The obtained model structure displayed a good predictive capacity, which includes free parameters that are influential, uncorrelated, and significantly different from zero [30]. The proposed procedure was applied to two models taken from the literature [32,33]. The resulting model was calibrated and validated using data gathered from laboratory-scale and pilot-scale systems. For each case, calibration and validation sets were defined using a random set of 4 training and two validation datasets.

2.3 Hybrid model

2.3.1 Hybrid model structure

A hybrid model scheme for optimizing red wine alcoholic fermentations is shown in Fig. 1. The model combines the previously described mechanistic and data-driven models to comprehensively understand fermentation kinetics and tannin/anthocyanin extraction during red wine fermentation. The data-driven model takes as input the operating parameters of fermentation and chemical analysis of the red grape must and predicts the final concentration of tannins and anthocyanins achieved through this process.

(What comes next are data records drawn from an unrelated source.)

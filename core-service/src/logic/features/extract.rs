//! Page Feature Extraction
//!
//! Builds a `FeatureRecord` from a raw page snapshot (URL, hostname,
//! visible text, HTML, title), the way a browser extension does before
//! calling the analysis API.
//!
//! Redirect counts cannot be observed from a snapshot and are always 0.

use once_cell::sync::Lazy;
use regex::Regex;
use serde::{Deserialize, Serialize};

use super::record::{FeatureRecord, PageMetadata, UrlFeatures};
use crate::logic::trust::host_from_url;

// ============================================================================
// INPUT
// ============================================================================

/// Raw page data captured by a client
#[derive(Debug, Clone, Default, PartialEq, Serialize, Deserialize)]
#[serde(rename_all = "camelCase")]
pub struct PageSnapshot {
    pub url: String,
    #[serde(default)]
    pub hostname: String,
    #[serde(default)]
    pub dom_text: String,
    #[serde(default)]
    pub html_content: String,
    #[serde(default)]
    pub title: String,
    #[serde(default)]
    pub favicon: Option<String>,
}

#[derive(Debug, Clone, PartialEq, thiserror::Error)]
pub enum ExtractError {
    #[error("URL has no scheme or host: {0:?}")]
    InvalidUrl(String),
}

// ============================================================================
// PATTERNS
// ============================================================================

fn pattern(source: &str) -> Regex {
    Regex::new(source).expect("page feature pattern must compile")
}

static IP_HOST: Lazy<Regex> = Lazy::new(|| pattern(r"^(\d{1,3}\.){3}\d{1,3}$"));
static PERCENT_ESCAPE: Lazy<Regex> = Lazy::new(|| pattern(r"%[0-9A-Fa-f]{2}"));
static ROBOTS_NOINDEX: Lazy<Regex> = Lazy::new(|| {
    pattern(r#"(?i)<meta\s+name=["']robots["']\s+content=["'][^"']*noindex[^"']*["']\s*/?>"#)
});
static VIEWPORT: Lazy<Regex> = Lazy::new(|| {
    pattern(r#"(?i)<meta\s+name=["']viewport["']\s+content=["'][^"']*width=device-width[^"']*["']\s*/?>"#)
});
static DESCRIPTION: Lazy<Regex> = Lazy::new(|| {
    pattern(r#"(?i)<meta\s+name=["']description["']\s+content=["'][^"']+["']\s*/?>"#)
});
static POPUP: Lazy<Regex> = Lazy::new(|| pattern(r"(?i)popup"));
static IFRAME: Lazy<Regex> = Lazy::new(|| pattern(r"(?i)<iframe\b"));
static EXTERNAL_FORM: Lazy<Regex> = Lazy::new(|| pattern(r#"(?i)<form[^>]+action=["']http"#));
static SUBMIT_INPUT: Lazy<Regex> = Lazy::new(|| pattern(r#"(?i)<input[^>]+type=["']submit["']"#));
static HIDDEN_INPUT: Lazy<Regex> = Lazy::new(|| pattern(r#"(?i)<input[^>]+type=["']hidden["']"#));
static PASSWORD_INPUT: Lazy<Regex> = Lazy::new(|| pattern(r#"(?i)<input[^>]+type=["']password["']"#));
static SOCIAL_LINK: Lazy<Regex> = Lazy::new(|| {
    pattern(r#"(?i)<a[^>]+href=["']https?://(www\.)?(facebook|twitter|instagram|linkedin|youtube)\.com"#)
});
static COPYRIGHT: Lazy<Regex> = Lazy::new(|| pattern(r"(?i)©|copyright"));
static IMG_TAG: Lazy<Regex> = Lazy::new(|| pattern(r"(?i)<img\b"));
static STYLESHEET: Lazy<Regex> = Lazy::new(|| pattern(r#"(?i)<link[^>]+rel=["']stylesheet["']"#));
static SCRIPT_TAG: Lazy<Regex> = Lazy::new(|| pattern(r"(?i)<script\b"));
static SELF_REF: Lazy<Regex> = Lazy::new(|| pattern(r#"(?i)href=["']#["']"#));
static EMPTY_REF: Lazy<Regex> = Lazy::new(|| pattern(r#"(?i)href=["']["']"#));
static ABSOLUTE_REF: Lazy<Regex> = Lazy::new(|| pattern(r#"(?i)href=["']https?://([^"'/?#]+)"#));

/// Keywords that mark a URL as impersonating a bank/payment brand
const BRAND_KEYWORDS: &[&str] = &["amazon", "paypal", "google", "microsoft"];

/// Second-level public suffixes that do not count as a subdomain
const MULTI_LEVEL_TLDS: &[&str] = &["co.uk", "org.uk", "gov.uk", "ac.uk", "co.jp", "co.in", "com.au"];

// ============================================================================
// EXTRACTION
// ============================================================================

/// Compute a full feature record from a page snapshot
pub fn extract_features(page: &PageSnapshot) -> Result<FeatureRecord, ExtractError> {
    let url = page.url.trim();
    if !url.contains("://") {
        return Err(ExtractError::InvalidUrl(page.url.clone()));
    }
    let hostname = if page.hostname.trim().is_empty() {
        host_from_url(url).ok_or_else(|| ExtractError::InvalidUrl(page.url.clone()))?
    } else {
        page.hostname.trim().to_string()
    };

    let url_lower = url.to_lowercase();
    let url_len = url.chars().count();
    let ratio = |count: u32| if url_len > 0 { f64::from(count) / url_len as f64 } else { 0.0 };

    let letters = count_chars(url, |c| c.is_ascii_alphabetic());
    let digits = count_chars(url, |c| c.is_ascii_digit());
    let other_special = count_chars(url, |c| !c.is_ascii_alphanumeric() && !is_url_safe_symbol(c));

    let after_scheme = url.split_once("://").map(|(_, rest)| rest).unwrap_or_default();
    let obfuscated = count_chars(url, |c| c == '@') + count_matches(&PERCENT_ESCAPE, url);
    let has_obfuscation = obfuscated > 0 || after_scheme.contains("//");

    let html = page.html_content.as_str();
    let text = page.dom_text.as_str();
    let (line_count, longest_line) = line_stats(text);

    let features = UrlFeatures {
        url_length: saturate(url_len),
        domain_length: saturate(hostname.chars().count()),
        is_domain_ip: flag(IP_HOST.is_match(&hostname)),
        no_of_sub_domain: count_subdomains(&hostname),
        has_obfuscation: flag(has_obfuscation),
        no_of_obfuscated_char: obfuscated,
        obfuscation_ratio: ratio(obfuscated),
        no_of_letters_in_url: letters,
        letter_ratio_in_url: ratio(letters),
        no_of_degits_in_url: digits,
        degit_ratio_in_url: ratio(digits),
        no_of_equals_in_url: count_chars(url, |c| c == '='),
        no_of_qmark_in_url: count_chars(url, |c| c == '?'),
        no_of_ampersand_in_url: count_chars(url, |c| c == '&'),
        no_of_other_special_chars_in_url: other_special,
        spacial_char_ratio_in_url: ratio(other_special),
        is_https: flag(url_lower.starts_with("https:")),
        line_of_code: line_count,
        largest_line_length: longest_line,
        has_favicon: flag(page.favicon.as_deref().is_some_and(|f| !f.trim().is_empty())),
        robots: flag(ROBOTS_NOINDEX.is_match(html)),
        is_responsive: flag(VIEWPORT.is_match(html)),
        no_of_url_redirect: 0,
        no_of_self_redirect: 0,
        has_description: flag(DESCRIPTION.is_match(html)),
        no_of_popup: count_matches(&POPUP, text),
        no_of_iframe: count_matches(&IFRAME, html),
        has_external_form_submit: flag(EXTERNAL_FORM.is_match(html)),
        has_social_net: flag(SOCIAL_LINK.is_match(html)),
        has_submit_button: flag(SUBMIT_INPUT.is_match(html)),
        has_hidden_fields: flag(HIDDEN_INPUT.is_match(html)),
        has_password_field: flag(PASSWORD_INPUT.is_match(html)),
        bank: flag(BRAND_KEYWORDS.iter().any(|k| url_lower.contains(k))),
        pay: flag(url_lower.contains("pay")),
        crypto: flag(url_lower.contains("crypto")),
        has_copyright_info: flag(COPYRIGHT.is_match(text)),
        no_of_image: count_matches(&IMG_TAG, html),
        no_of_css: count_matches(&STYLESHEET, html),
        no_of_js: count_matches(&SCRIPT_TAG, html),
        no_of_self_ref: count_matches(&SELF_REF, html),
        no_of_empty_ref: count_matches(&EMPTY_REF, html),
        no_of_external_ref: count_external_refs(html, &hostname),
    };

    let title = page.title.trim();
    let has_title = !title.is_empty();
    let title_lower = title.to_lowercase();
    let title_mentions = |needle: &str| {
        if has_title && !needle.is_empty() && title_lower.contains(&needle.to_lowercase()) {
            1.0
        } else {
            0.0
        }
    };

    let metadata = PageMetadata {
        has_title: Some(flag(has_title)),
        title: has_title.then(|| title.to_string()),
        domain_title_match_score: Some(title_mentions(hostname.as_str())),
        url_title_match_score: Some(title_mentions(url)),
        hostname: Some(hostname.clone()),
        url: Some(url.to_string()),
    };

    Ok(FeatureRecord::new(features, metadata))
}

// ============================================================================
// HELPERS
// ============================================================================

fn flag(value: bool) -> u8 {
    u8::from(value)
}

fn saturate(n: usize) -> u32 {
    u32::try_from(n).unwrap_or(u32::MAX)
}

fn count_chars(s: &str, predicate: impl Fn(char) -> bool) -> u32 {
    saturate(s.chars().filter(|&c| predicate(c)).count())
}

fn count_matches(re: &Regex, haystack: &str) -> u32 {
    saturate(re.find_iter(haystack).count())
}

/// Symbols allowed unescaped in a URL (RFC 3986 reserved + unreserved + `%`)
fn is_url_safe_symbol(c: char) -> bool {
    matches!(
        c,
        '-' | '.' | '_' | '~' | ':' | '/' | '?' | '#' | '[' | ']' | '@' | '!' | '$' | '&' | '\''
            | '(' | ')' | '*' | '+' | ',' | ';' | '=' | '%'
    )
}

fn line_stats(text: &str) -> (u32, u32) {
    if text.is_empty() {
        return (0, 0);
    }
    let mut lines = 0usize;
    let mut longest = 0usize;
    for line in text.split('\n') {
        lines += 1;
        longest = longest.max(line.chars().count());
    }
    (saturate(lines), saturate(longest))
}

/// Count subdomain labels, treating known two-level suffixes as one TLD
pub fn count_subdomains(hostname: &str) -> u32 {
    let host = hostname.trim().to_lowercase();
    if host.is_empty() {
        return 0;
    }
    let parts: Vec<&str> = host.split('.').collect();
    let last_two = if parts.len() >= 2 {
        parts[parts.len() - 2..].join(".")
    } else {
        String::new()
    };
    let registrable = if MULTI_LEVEL_TLDS.contains(&last_two.as_str()) { 3 } else { 2 };
    saturate(parts.len().saturating_sub(registrable))
}

fn count_external_refs(html: &str, hostname: &str) -> u32 {
    let own = hostname.to_lowercase();
    let external = ABSOLUTE_REF
        .captures_iter(html)
        .filter_map(|caps| caps.get(1))
        .filter(|host| own.is_empty() || !host.as_str().to_lowercase().starts_with(&own))
        .count();
    saturate(external)
}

On the other hand, the mechanistic model describes the synthesis and consumption of the main metabolites involved in alcoholic fermentation, considering the effects of operational parameters such as temperature and the addition of nitrogen, the limiting substrate.

The hybrid model was designed to optimize the fermentation process by considering variables shared between both models, such as temperature, nutrient dosing, and total fermentation time. Shared variables are used to interconnect predictions between models, allowing for a coordinated approach to the optimization process.

The combination of the mechanistic and data-driven models provided a comprehensive and accurate understanding of the fermentation process, allowing the optimization of key parameters to achieve the desired wine quality.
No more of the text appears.